Há, claro, os títulos de cada uma das doze composições incluídas neste Tarkovsky Quartet que prenunciam o mesmo número de homenagens… Aos anjos, que preenchem, visíveis ou invisíveis, tanto a obra do pai-poeta Arseni, como a do filho-cineasta Andrei. A Tiapa, nome afetuoso que Tarkovsky dava ao seu filho mais novo, que as autoridades soviéticas proibiam de ir ter com o pai ao Ocidente. A San Galgano, essa abadia toscana em ruínas de Nostalghia, assim como era a barragem hidroeléctrica de Stalker. A Maroussia, doce alcunha dada à sua mãe, que ele fez entrar no seu Miroir na altura em que a voz do seu pai lia o seu próprio poema. A Mychkine, o herói de Dostoievsky que ele muitas vezes evocou como ideia para um filme. A Mouchette, o filme de Bresson de que Tarkovsky mais gostava. La passion selon Andreï, título original da longa-metragem da obra-prima histórica Andreï Roublev.

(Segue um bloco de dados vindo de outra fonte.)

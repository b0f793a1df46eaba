//! Frame definition and wire codec.
//!
//! A frame is the atomic on-wire unit. Layout (multi-byte fields are
//! little-endian):
//!
//! ```text
//! offset 0      dest      u8
//! offset 1      src       u8
//! offset 2      seq       u16   chunk count on START/ACCEPT/DONE,
//!                               chunk index on a data frame
//! offset 4      flags     u8    bits 7..3 = START/ACCEPT/IGNORE/FAILURE/DONE
//!                               bits 2,1  = reserved, must be zero
//!                               bit 0     = end-of-padding marker
//! [offset 5     padding   u8    present only when needed for parity]
//! offset p      size      u16   present iff flags & (START|ACCEPT|DONE)
//! offset p+2    data      up to `size` bytes
//! offset end-2  checksum  u16
//! ```
//!
//! The padding byte exists exactly when needed to keep the total frame
//! length even, so the checksum always covers whole words. The marker
//! bit sits in the last byte of the flags region: on the flags byte
//! itself when no padding follows, on the padding byte otherwise.

use super::checksum::Checksum;
use crate::config::{MAX_CHUNK_LEN, MIN_FRAME_LEN};
use crate::error::{Error, Result};

/// Flag bits carried in the high five bits of the flags byte.
#[derive(Debug, Clone, Copy, PartialEq, Eq, Default)]
pub struct Flags(u8);

impl Flags {
    /// Opens a transfer; `seq` holds the total chunk count.
    pub const START: Self = Self(0b1000_0000);

    /// Accepts a START, echoing the sender's `seq` and `size`.
    pub const ACCEPT: Self = Self(0b0100_0000);

    /// The peer exists but refuses to talk right now.
    pub const IGNORE: Self = Self(0b0010_0000);

    /// The receiver gave up on the current transfer.
    pub const FAILURE: Self = Self(0b0001_0000);

    /// The receiver holds every chunk; the transfer is complete.
    pub const DONE: Self = Self(0b0000_1000);

    /// A data frame carries no flag bits at all.
    pub const EMPTY: Self = Self(0);

    /// Flags whose frames carry the `size` field.
    const SIZED: Self = Self(Self::START.0 | Self::ACCEPT.0 | Self::DONE.0);

    /// Reserved low bits; a frame decoding with either set is invalid.
    pub(crate) const RESERVED: u8 = 0b0000_0110;

    /// End-of-padding marker bit.
    pub(crate) const PAD_MARK: u8 = 0b0000_0001;

    /// Creates flags from a raw byte.
    pub const fn from_bits(bits: u8) -> Self {
        Self(bits)
    }

    /// Returns the raw byte.
    pub const fn bits(&self) -> u8 {
        self.0
    }

    /// Checks that every bit of `other` is set.
    pub const fn contains(&self, other: Self) -> bool {
        (self.0 & other.0) == other.0
    }

    /// Checks that at least one bit of `other` is set.
    pub const fn intersects(&self, other: Self) -> bool {
        (self.0 & other.0) != 0
    }

    /// Combines two flag sets.
    pub const fn union(self, other: Self) -> Self {
        Self(self.0 | other.0)
    }

    /// True when frames with these flags carry the `size` field.
    pub(crate) const fn carries_size(&self) -> bool {
        self.intersects(Self::SIZED)
    }
}

impl core::ops::BitOr for Flags {
    type Output = Self;

    fn bitor(self, rhs: Self) -> Self {
        self.union(rhs)
    }
}

/// A single frame, decoded or about to be encoded.
#[derive(Debug, Clone, PartialEq, Eq)]
pub struct Frame {
    /// Destination endpoint id.
    pub dest: u8,

    /// Source endpoint id.
    pub src: u8,

    /// Chunk count on START/ACCEPT/DONE frames, chunk index on data frames.
    pub seq: u16,

    /// Flag bits (padding marker already stripped on decode).
    pub flags: Flags,

    /// Window size in bytes; zero on frames that do not carry it.
    pub size: u16,

    /// Payload; empty on every control frame.
    pub data: Vec<u8>,

    /// Checksum matched and no reserved bit was set. Meaningful on
    /// decoded frames only; callers decide what an invalid frame means.
    pub valid: bool,
}

impl Frame {
    /// Builds a bare control frame with the given flags.
    pub fn control(dest: u8, src: u8, seq: u16, flags: Flags, size: u16) -> Self {
        Self {
            dest,
            src,
            seq,
            flags,
            size,
            data: Vec::new(),
            valid: true,
        }
    }

    /// START frame opening a transfer of `total` chunks of up to
    /// `window` bytes each.
    pub fn start(dest: u8, src: u8, total: u16, window: u16) -> Self {
        Self::control(dest, src, total, Flags::START, window)
    }

    /// ACCEPT frame answering a START.
    pub fn accept(dest: u8, src: u8, total: u16, window: u16) -> Self {
        Self::control(dest, src, total, Flags::ACCEPT, window)
    }

    /// Combined ACCEPT|DONE answering a START that carries no data.
    pub fn accept_done(dest: u8, src: u8, total: u16, window: u16) -> Self {
        Self::control(dest, src, total, Flags::ACCEPT | Flags::DONE, window)
    }

    /// FAILURE frame abandoning the current transfer. The FAILURE flag
    /// carries no `size` field on the wire; the window argument is kept
    /// for symmetry with the other responses.
    pub fn failure(dest: u8, src: u8, total: u16, window: u16) -> Self {
        Self::control(dest, src, total, Flags::FAILURE, window)
    }

    /// DONE frame completing a transfer.
    pub fn done(dest: u8, src: u8, total: u16, window: u16) -> Self {
        Self::control(dest, src, total, Flags::DONE, window)
    }

    /// Data frame carrying one chunk of the payload.
    pub fn chunk(dest: u8, src: u8, seq: u16, data: Vec<u8>) -> Self {
        Self {
            dest,
            src,
            seq,
            flags: Flags::EMPTY,
            size: 0,
            data,
            valid: true,
        }
    }

    /// Encodes the frame, choosing the padding that keeps the total
    /// length even and appending the checksum.
    pub fn encode(&self) -> Result<Vec<u8>> {
        if self.data.len() > MAX_CHUNK_LEN {
            return Err(Error::WindowExceeded);
        }
        let sized = self.flags.carries_size();
        // dest + src + seq + checksum + data, the flags region excluded;
        // even here means the one-byte flags region would leave the
        // total odd, so a padding byte is owed
        let mut length = 1 + 1 + 2 + 2 + self.data.len();
        if sized {
            length += 2;
        }

        let mut buf = Vec::with_capacity(length + 2);
        buf.push(self.dest);
        buf.push(self.src);
        buf.extend_from_slice(&self.seq.to_le_bytes());
        buf.push(self.flags.bits());
        if length % 2 == 0 {
            buf.push(0);
        }
        // the marker lands on the flags byte itself or on the padding byte
        let mark = buf.len() - 1;
        buf[mark] |= Flags::PAD_MARK;

        if sized {
            buf.extend_from_slice(&self.size.to_le_bytes());
        }
        buf.extend_from_slice(&self.data);
        let checksum = Checksum::compute(&buf);
        buf.extend_from_slice(&checksum.to_le_bytes());
        Ok(buf)
    }

    /// Decodes a raw frame.
    ///
    /// `Err(Corrupt)` means the buffer cannot be parsed at all. An `Ok`
    /// frame may still carry `valid == false` when the checksum failed
    /// or a reserved bit was set; the switch routes such frames
    /// unchanged while the transfer layer restarts on them.
    pub fn decode(raw: &[u8]) -> Result<Frame> {
        let mut valid = Checksum::verify(raw);
        if raw.len() < MIN_FRAME_LEN {
            return Err(Error::Corrupt);
        }

        let dest = raw[0];
        let src = raw[1];
        let seq = u16::from_le_bytes([raw[2], raw[3]]);
        let mut bits = raw[4];
        let mut offset = 5;
        if bits & Flags::PAD_MARK == Flags::PAD_MARK {
            bits &= !Flags::PAD_MARK;
        } else {
            // the marker sits on a padding byte instead; its content
            // only ever participated in the checksum
            offset += 1;
        }
        if bits & Flags::RESERVED != 0 {
            valid = false;
            return Ok(Frame {
                dest,
                src,
                seq,
                flags: Flags::from_bits(bits),
                size: 0,
                data: Vec::new(),
                valid,
            });
        }
        if offset + 2 > raw.len() {
            return Err(Error::Corrupt);
        }

        let flags = Flags::from_bits(bits);
        let mut size = 0;
        if flags.carries_size() {
            size = u16::from_le_bytes([raw[offset], raw[offset + 1]]);
            offset += 2;
        }
        let data = if offset < raw.len() - 2 {
            raw[offset..raw.len() - 2].to_vec()
        } else {
            Vec::new()
        };

        Ok(Frame {
            dest,
            src,
            seq,
            flags,
            size,
            data,
            valid,
        })
    }
}

#[cfg(test)]
mod tests {
    use super::*;

    fn recode_checksum(raw: &mut [u8]) {
        let body = raw.len() - 2;
        let checksum = Checksum::compute(&raw[..body]);
        raw[body..].copy_from_slice(&checksum.to_le_bytes());
    }

    #[test]
    fn test_control_round_trip() {
        for flags in [
            Flags::START,
            Flags::ACCEPT,
            Flags::IGNORE,
            Flags::FAILURE,
            Flags::DONE,
            Flags::ACCEPT | Flags::DONE,
        ] {
            let frame = Frame::control(b'a', b'b', 513, flags, 7);
            let raw = frame.encode().unwrap();
            let decoded = Frame::decode(&raw).unwrap();
            assert!(decoded.valid, "{flags:?}");
            assert_eq!(decoded.dest, b'a');
            assert_eq!(decoded.src, b'b');
            assert_eq!(decoded.seq, 513);
            assert_eq!(decoded.flags, flags);
            // only START/ACCEPT/DONE carry the window on the wire
            let expect_size = if flags.carries_size() { 7 } else { 0 };
            assert_eq!(decoded.size, expect_size);
            assert!(decoded.data.is_empty());
        }
    }

    #[test]
    fn test_chunk_round_trip() {
        let frame = Frame::chunk(b'a', b'b', 3, b"hunk of payload".to_vec());
        let raw = frame.encode().unwrap();
        let decoded = Frame::decode(&raw).unwrap();
        assert!(decoded.valid);
        assert_eq!(decoded.flags, Flags::EMPTY);
        assert_eq!(decoded.seq, 3);
        assert_eq!(decoded.data, b"hunk of payload");
    }

    #[test]
    fn test_every_encoding_is_even() {
        for len in 0..9 {
            let frame = Frame::chunk(1, 2, 0, vec![0xAA; len]);
            assert_eq!(frame.encode().unwrap().len() % 2, 0, "data len {len}");
            let frame = Frame::control(1, 2, len as u16, Flags::START, 4);
            assert_eq!(frame.encode().unwrap().len() % 2, 0);
        }
    }

    #[test]
    fn test_padding_parity() {
        // odd pre-padding length: marker on the flags byte, no padding
        let raw = Frame::chunk(1, 2, 0, vec![0xAA]).encode().unwrap();
        assert_eq!(raw.len(), 8);
        assert_eq!(raw[4], Flags::PAD_MARK);
        assert_eq!(raw[5], 0xAA);

        // even pre-padding length: zero padding byte carries the marker
        let raw = Frame::chunk(1, 2, 0, vec![0xAA, 0xBB]).encode().unwrap();
        assert_eq!(raw.len(), 10);
        assert_eq!(raw[4], 0);
        assert_eq!(raw[5], Flags::PAD_MARK);

        // the size field flips the parity the other way
        let raw = Frame::control(1, 2, 9, Flags::START, 4).encode().unwrap();
        assert_eq!(raw.len(), 10);
        assert_eq!(raw[4], Flags::START.bits());
        assert_eq!(raw[5], Flags::PAD_MARK);

        let mut with_data = Frame::control(1, 2, 9, Flags::ACCEPT, 4);
        with_data.data = vec![0xCC];
        let raw = with_data.encode().unwrap();
        assert_eq!(raw.len(), 10);
        assert_eq!(raw[4], Flags::ACCEPT.bits() | Flags::PAD_MARK);
        let decoded = Frame::decode(&raw).unwrap();
        assert!(decoded.valid);
        assert_eq!(decoded.data, vec![0xCC]);
    }

    #[test]
    fn test_single_bit_flips_are_detected() {
        let raw = Frame::chunk(b'a', b'b', 1, b"sensitive".to_vec())
            .encode()
            .unwrap();
        for byte in 0..raw.len() {
            for bit in 0..8 {
                let mut damaged = raw.clone();
                damaged[byte] ^= 1 << bit;
                match Frame::decode(&damaged) {
                    Ok(frame) => assert!(!frame.valid, "byte {byte} bit {bit} slipped through"),
                    Err(Error::Corrupt) => {}
                    Err(e) => panic!("unexpected error: {e}"),
                }
            }
        }
    }

    #[test]
    fn test_zeroed_third_from_last_byte_is_invalid() {
        // the switch's corruption zeroes the byte at len-3, the last
        // byte before the checksum
        let raw = Frame::chunk(b'a', b'b', 0, b"hello".to_vec()).encode().unwrap();
        let at = raw.len() - 3;
        assert_ne!(raw[at], 0, "pick a payload whose third-from-last byte is nonzero");
        let mut damaged = raw;
        damaged[at] = 0;
        let decoded = Frame::decode(&damaged).unwrap();
        assert!(!decoded.valid);
    }

    #[test]
    fn test_reserved_bits_invalidate() {
        for reserved in [0b0000_0010u8, 0b0000_0100] {
            let mut raw = Frame::start(1, 2, 3, 4).encode().unwrap();
            raw[4] |= reserved;
            recode_checksum(&mut raw);
            let decoded = Frame::decode(&raw).unwrap();
            assert!(!decoded.valid);
        }
    }

    #[test]
    fn test_short_buffers_are_corrupt() {
        assert!(matches!(Frame::decode(&[]), Err(Error::Corrupt)));
        assert!(matches!(Frame::decode(&[0u8; 6]), Err(Error::Corrupt)));
    }

    #[test]
    fn test_oversize_chunk_refused() {
        let frame = Frame::chunk(1, 2, 0, vec![0; MAX_CHUNK_LEN + 1]);
        assert!(matches!(frame.encode(), Err(Error::WindowExceeded)));
    }
}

O Apocalipse, último livro da Bíblia que impregna os últimos três filmes de Tarkovsky, com o inolvidável excerto lido por uma voz de mulher que sai a rir, sobre um fundo aquático cheio de imagens perdidas. Doktor Faustus, o romance de Thomas Mann que ele gostaria de ter adaptado ao ecrã. Sardor, o tajik-western cujo guião Tarkovsky escreveu, mas que nunca pode realizar. La main et l’oiseau, essa breve cena de Miroir que Tarkovsky designou mais tarde como o seu autorretrato. Enfim, De lautre côté du miroir, piscar de olho a todos os imaginários…
Mas encontrei sobretudo o mundo interior onde François Couturier e o Tarkovsky Quartet com Anja Lechner, Jean-Louis Matinier e Jean-Marc Larché excelam em nos fazer penetrar. Doze baladas poéticas onde o piano, o violoncelo, o acordeão, o saxofone se erguem, se respondem, se abraçam, se apagam, voltam… Onde o batimento, como o de um coração, e os sons mais impercetíveis traçam um mundo onde plana a alma, o seu apelo, o seu sonho. Grandes asas se abrem, se estendem, se fecham. A imagem de dançarinos vem-nos à memória. Todo um espaço interior protegido por longos silêncios alargados, onde, milagre!, a improvisação permanece rainha. É sem dúvida isto que mais nos aproxima dessa “liberdade absoluta do potencial espiritual do homem” que Andrei Tarkovsky designava como a função própria da arte.